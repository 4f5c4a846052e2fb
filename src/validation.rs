//! Form validation
//!
//! Required-field, email and phone checks over a form's input set. Invalid
//! fields are marked individually (the local-storage storefront highlighted
//! their borders); `validate` returns the overall result.

/// What kind of value a field holds, driving its pattern check.
#[derive(Debug, Clone, Copy, PartialEq, Eq)]
pub enum FieldKind {
    /// Free text, only subject to the required check.
    Text,
    /// Must look like an email address when non-empty.
    Email,
    /// Must look like a phone number when non-empty.
    Phone,
}

/// A single named form input.
#[derive(Debug, Clone, PartialEq, Eq)]
pub struct Field {
    name: String,
    kind: FieldKind,
    required: bool,
    value: String,
    invalid: bool,
}

impl Field {
    /// Creates an optional field.
    pub fn new(name: impl Into<String>, kind: FieldKind) -> Self {
        Field {
            name: name.into(),
            kind,
            required: false,
            value: String::new(),
            invalid: false,
        }
    }

    /// Creates a required field.
    pub fn required(name: impl Into<String>, kind: FieldKind) -> Self {
        Field {
            required: true,
            ..Field::new(name, kind)
        }
    }

    /// The field name.
    #[must_use]
    pub fn name(&self) -> &str {
        &self.name
    }

    /// The current value.
    #[must_use]
    pub fn value(&self) -> &str {
        &self.value
    }

    /// Sets the value. Any previous invalid mark stands until the next
    /// `validate`.
    pub fn set_value(&mut self, value: impl Into<String>) {
        self.value = value.into();
    }

    /// Whether the last validation marked this field invalid.
    #[must_use]
    pub fn is_invalid(&self) -> bool {
        self.invalid
    }

    fn check(&mut self) -> bool {
        let value = self.value.trim();

        let ok = if value.is_empty() {
            !self.required
        } else {
            match self.kind {
                FieldKind::Text => true,
                FieldKind::Email => is_valid_email(value),
                FieldKind::Phone => is_valid_phone(value),
            }
        };

        self.invalid = !ok;
        ok
    }
}

/// A set of named fields validated as a unit.
#[derive(Debug, Clone, Default, PartialEq, Eq)]
pub struct Form {
    fields: Vec<Field>,
}

impl Form {
    /// Creates an empty form.
    #[must_use]
    pub fn new() -> Self {
        Self::default()
    }

    /// Creates a form from the given fields.
    pub fn with_fields(fields: impl Into<Vec<Field>>) -> Self {
        Form {
            fields: fields.into(),
        }
    }

    /// Appends a field.
    pub fn push(&mut self, field: Field) {
        self.fields.push(field);
    }

    /// Sets the value of the named field. Returns `false` when no field by
    /// that name exists.
    pub fn set_value(&mut self, name: &str, value: impl Into<String>) -> bool {
        if let Some(field) = self.fields.iter_mut().find(|field| field.name == name) {
            field.set_value(value);
            true
        } else {
            false
        }
    }

    /// The value of the named field.
    #[must_use]
    pub fn value(&self, name: &str) -> Option<&str> {
        self.fields
            .iter()
            .find(|field| field.name == name)
            .map(Field::value)
    }

    /// Checks every field, marking the invalid ones, and returns whether
    /// the whole form passed. All fields are always checked; a failure
    /// early in the form does not skip the marks on later fields.
    pub fn validate(&mut self) -> bool {
        let mut valid = true;

        for field in &mut self.fields {
            if !field.check() {
                valid = false;
            }
        }

        valid
    }

    /// The fields marked invalid by the last validation.
    pub fn invalid_fields(&self) -> impl Iterator<Item = &Field> {
        self.fields.iter().filter(|field| field.invalid)
    }

    /// Clears every value and invalid mark.
    pub fn reset(&mut self) {
        for field in &mut self.fields {
            field.value.clear();
            field.invalid = false;
        }
    }

    /// All fields, in declaration order.
    #[must_use]
    pub fn fields(&self) -> &[Field] {
        &self.fields
    }
}

/// Whether a string looks like an email address: a non-empty local part and
/// a dotted domain, no whitespace, exactly one `@`.
#[must_use]
pub fn is_valid_email(email: &str) -> bool {
    if email.chars().any(char::is_whitespace) {
        return false;
    }

    let Some((local, domain)) = email.split_once('@') else {
        return false;
    };

    if local.is_empty() || domain.contains('@') {
        return false;
    }

    domain
        .split_once('.')
        .is_some_and(|(head, tail)| !head.is_empty() && !tail.is_empty())
}

/// Whether a string looks like a phone number: only digits, spaces and
/// `+ - ( )` allowed, with at least 10 digits once everything else is
/// stripped.
#[must_use]
pub fn is_valid_phone(phone: &str) -> bool {
    let allowed = phone
        .chars()
        .all(|ch| ch.is_ascii_digit() || matches!(ch, ' ' | '-' | '+' | '(' | ')'));

    allowed && phone.chars().filter(char::is_ascii_digit).count() >= 10
}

· · · · ·

**YOUR INSTRUCTIONS:**
Extract exactly and only the lines above from the line containing "number when non-empty." through the line containing "a required field.", both end lines included.

**RESPONSE TO THE TASK:**
    /// Must look like a phone number when non-empty.
    Phone,
}

/// A single named form input.
#[derive(Debug, Clone, PartialEq, Eq)]
pub struct Field {
    name: String,
    kind: FieldKind,
    required: bool,
    value: String,
    invalid: bool,
}

impl Field {
    /// Creates an optional field.
    pub fn new(name: impl Into<String>, kind: FieldKind) -> Self {
        Field {
            name: name.into(),
            kind,
            required: false,
            value: String::new(),
            invalid: false,
        }
    }

    /// Creates a required field.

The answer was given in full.